» **Problem to solve**: Tally the lines of the entries in which the string "parts" occurs, and say only how many.

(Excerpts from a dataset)
//! Admission control and worker pools for the dispatch server.

mod guard;
mod pool;

use std::any::Any;

pub use self::guard::{AdmissionPermit, OverloadGuard};
pub use self::pool::{PoolError, PoolSettings, TaskError, TaskHandle, WorkerPool};

/// Tracing target for pool events.
pub(crate) const POOL_TARGET: &str = concat!(env!("CARGO_PKG_NAME"), "::pool");

/// Text carried by a panic payload, when it has any.
pub(crate) fn panic_message(payload: &(dyn Any + Send)) -> String {
    payload
        .downcast_ref::<&str>()
        .map(|message| (*message).to_owned())
        .or_else(|| payload.downcast_ref::<String>().cloned())
        .unwrap_or_else(|| "Internal server error".to_owned())
}
//! HTTP/1.1 request framing: bounded head and body reads, query decoding.

use std::io::{self, BufRead, Read};

use percent_encoding::percent_decode_str;

use crate::RequestContext;
use crate::request::HttpMethod;

use super::errors::DispatchError;

/// Maximum size of the request line plus headers.
pub(crate) const MAX_HEAD_BYTES: usize = 64 * 1024;

/// Maximum size of a request body.
pub(crate) const MAX_BODY_BYTES: usize = 1024 * 1024;

/// Request line and headers, read before admission and routing.
#[derive(Debug, Clone, PartialEq, Eq)]
pub(crate) struct RequestHead {
    method: String,
    path: String,
    query: Option<String>,
    headers: Vec<(String, String)>,
}

impl RequestHead {
    /// Method token exactly as sent.
    pub(crate) fn method(&self) -> &str {
        &self.method
    }

    /// Path without query or fragment, undecoded.
    pub(crate) fn path(&self) -> &str {
        &self.path
    }

    fn header(&self, name: &str) -> Option<&str> {
        self.headers
            .iter()
            .find(|(key, _)| key.eq_ignore_ascii_case(name))
            .map(|(_, value)| value.as_str())
    }

    /// Declared body length; absent means no body.
    pub(crate) fn content_length(&self) -> Result<usize, DispatchError> {
        if self
            .header("transfer-encoding")
            .is_some_and(|value| value.to_ascii_lowercase().contains("chunked"))
        {
            return Err(DispatchError::bad_request(
                "chunked request bodies are not supported",
            ));
        }
        self.header("content-length").map_or(Ok(0), |raw| {
            raw.trim()
                .parse::<usize>()
                .map_err(|_| DispatchError::bad_request(format!("invalid Content-Length: {raw}")))
        })
    }

    /// Builds the routing view once the method is known to be supported.
    pub(crate) fn into_context(self, method: HttpMethod, body: String) -> RequestContext {
        let mut request = RequestContext::new(method, self.path);
        for (name, value) in parse_query(self.query.as_deref().unwrap_or_default()) {
            request.push_query(name, value);
        }
        for (name, value) in &self.headers {
            request.push_header(name, value.clone());
        }
        request.set_body(body);
        request
    }
}

/// Reads the request line and headers.
///
/// Returns `Ok(None)` when the client disconnects before sending anything.
pub(crate) fn read_head<R: BufRead>(reader: &mut R) -> Result<Option<RequestHead>, DispatchError> {
    let mut consumed = 0_usize;
    let Some(request_line) = read_line(reader, &mut consumed)? else {
        return Ok(None);
    };

    let mut parts = request_line.split_whitespace();
    let (Some(method), Some(target), Some(version)) = (parts.next(), parts.next(), parts.next())
    else {
        return Err(DispatchError::bad_request(format!(
            "malformed request line: {request_line}"
        )));
    };
    if !version.starts_with("HTTP/1.") {
        return Err(DispatchError::bad_request(format!(
            "unsupported protocol version: {version}"
        )));
    }

    let mut headers = Vec::new();
    loop {
        let Some(line) = read_line(reader, &mut consumed)? else {
            return Err(DispatchError::bad_request("request head ended early"));
        };
        if line.is_empty() {
            break;
        }
        let Some((name, value)) = line.split_once(':') else {
            return Err(DispatchError::bad_request(format!("malformed header: {line}")));
        };
        headers.push((name.trim().to_owned(), value.trim().to_owned()));
    }

    let resource = target.split_once('#').map_or(target, |(before, _)| before);
    let (path, query) = resource
        .split_once('?')
        .map_or((resource, None), |(route, raw)| (route, Some(raw.to_owned())));
    Ok(Some(RequestHead {
        method: method.to_owned(),
        path: path.to_owned(),
        query,
        headers,
    }))
}

/// Reads one CRLF- or LF-terminated line, enforcing the head limit.
fn read_line<R: BufRead>(
    reader: &mut R,
    consumed: &mut usize,
) -> Result<Option<String>, DispatchError> {
    let mut line = Vec::new();
    let remaining = MAX_HEAD_BYTES.saturating_sub(*consumed);
    let read = reader
        .by_ref()
        .take(u64::try_from(remaining).unwrap_or(u64::MAX).saturating_add(1))
        .read_until(b'\n', &mut line)?;
    if read == 0 {
        return Ok(None);
    }
    *consumed += read;
    if *consumed > MAX_HEAD_BYTES {
        return Err(DispatchError::request_too_large(*consumed, MAX_HEAD_BYTES));
    }
    while line.last().is_some_and(|byte| matches!(byte, b'\n' | b'\r')) {
        line.pop();
    }
    String::from_utf8(line)
        .map(Some)
        .map_err(|_| DispatchError::bad_request("request head is not valid UTF-8"))
}

/// Reads exactly `length` body bytes as UTF-8 text.
pub(crate) fn read_body<R: Read>(reader: &mut R, length: usize) -> Result<String, DispatchError> {
    if length > MAX_BODY_BYTES {
        return Err(DispatchError::request_too_large(length, MAX_BODY_BYTES));
    }
    let mut body = vec![0_u8; length];
    reader.read_exact(&mut body).map_err(|error| match error.kind() {
        io::ErrorKind::UnexpectedEof => DispatchError::bad_request("request body ended early"),
        _ => DispatchError::Io(error),
    })?;
    String::from_utf8(body).map_err(|_| DispatchError::bad_request("request body is not valid UTF-8"))
}

/// Splits and decodes a query string; `+` reads as a space.
pub(crate) fn parse_query(raw: &str) -> Vec<(String, String)> {
    raw.split('&')
        .filter(|pair| !pair.trim().is_empty())
        .map(|pair| {
            let (name, value) = pair.split_once('=').unwrap_or((pair, ""));
            (decode_component(name), decode_component(value))
        })
        .collect()
}

fn decode_component(raw: &str) -> String {
    let spaced = raw.replace('+', " ");
    percent_decode_str(&spaced).decode_utf8_lossy().into_owned()
}

#[cfg(test)]
mod tests {
    use std::io::Cursor;

    use rstest::rstest;

    use super::*;

    fn head(raw: &str) -> Result<Option<RequestHead>, DispatchError> {
        read_head(&mut Cursor::new(raw.as_bytes().to_vec()))
    }

    #[test]
    fn parses_request_line_and_headers() {
        let parsed = head("PATCH /api/todos/4%202/completed?completed=false HTTP/1.1\r\nHost: x\r\nContent-Length: 2\r\n\r\n{}")
            .expect("head")
            .expect("request");
        assert_eq!(parsed.method(), "PATCH");
        assert_eq!(parsed.path(), "/api/todos/4%202/completed");
        assert_eq!(parsed.content_length().expect("length"), 2);
        let request = parsed.into_context(HttpMethod::Patch, "{}".into());
        assert_eq!(request.query("completed"), ["false"]);
        assert_eq!(request.header("host"), ["x"]);
    }

    #[test]
    fn empty_connection_yields_nothing() {
        assert!(head("").expect("eof").is_none());
    }

    #[rstest]
    #[case("GARBAGE\r\n\r\n")]
    #[case("GET / SPDY/3\r\n\r\n")]
    #[case("GET / HTTP/1.1\r\nno-colon\r\n\r\n")]
    #[case("GET / HTTP/1.1\r\nHost: x\r\n")]
    fn rejects_malformed_heads(#[case] raw: &str) {
        let error = head(raw).expect_err("malformed");
        assert_eq!(error.status(), 400);
    }

    #[test]
    fn rejects_oversized_heads() {
        let raw = format!("GET / HTTP/1.1\r\nX-Big: {}\r\n\r\n", "a".repeat(MAX_HEAD_BYTES));
        let error = head(&raw).expect_err("too large");
        assert!(error.to_string().contains("request too large"));
    }

    #[test]
    fn rejects_oversized_bodies_before_reading() {
        let error = read_body(&mut Cursor::new(Vec::new()), MAX_BODY_BYTES + 1).expect_err("too large");
        assert_eq!(error.status(), 400);
    }

    #[test]
    fn short_body_is_a_bad_request() {
        let error = read_body(&mut Cursor::new(b"{}".to_vec()), 5).expect_err("short");
        assert_eq!(error.to_string(), "request body ended early");
    }

    #[rstest]
    #[case("q=buy+milk", vec![("q", "buy milk")])]
    #[case("q=caf%C3%A9&q=tea", vec![("q", "café"), ("q", "tea")])]
    #[case("flag&&x=", vec![("flag", ""), ("x", "")])]
    #[case("a%2Bb=1%2B1", vec![("a+b", "1+1")])]
    fn decodes_query_strings(#[case] raw: &str, #[case] expected: Vec<(&str, &str)>) {
        let decoded = parse_query(raw);
        let pairs: Vec<(&str, &str)> = decoded
            .iter()
            .map(|(name, value)| (name.as_str(), value.as_str()))
            .collect();
        assert_eq!(pairs, expected);
    }

    #[test]
    fn chunked_bodies_are_refused() {
        let parsed = head("POST / HTTP/1.1\r\nTransfer-Encoding: chunked\r\n\r\n")
            .expect("head")
            .expect("request");
        assert!(parsed.content_length().is_err());
    }
}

» **The completed task**: 2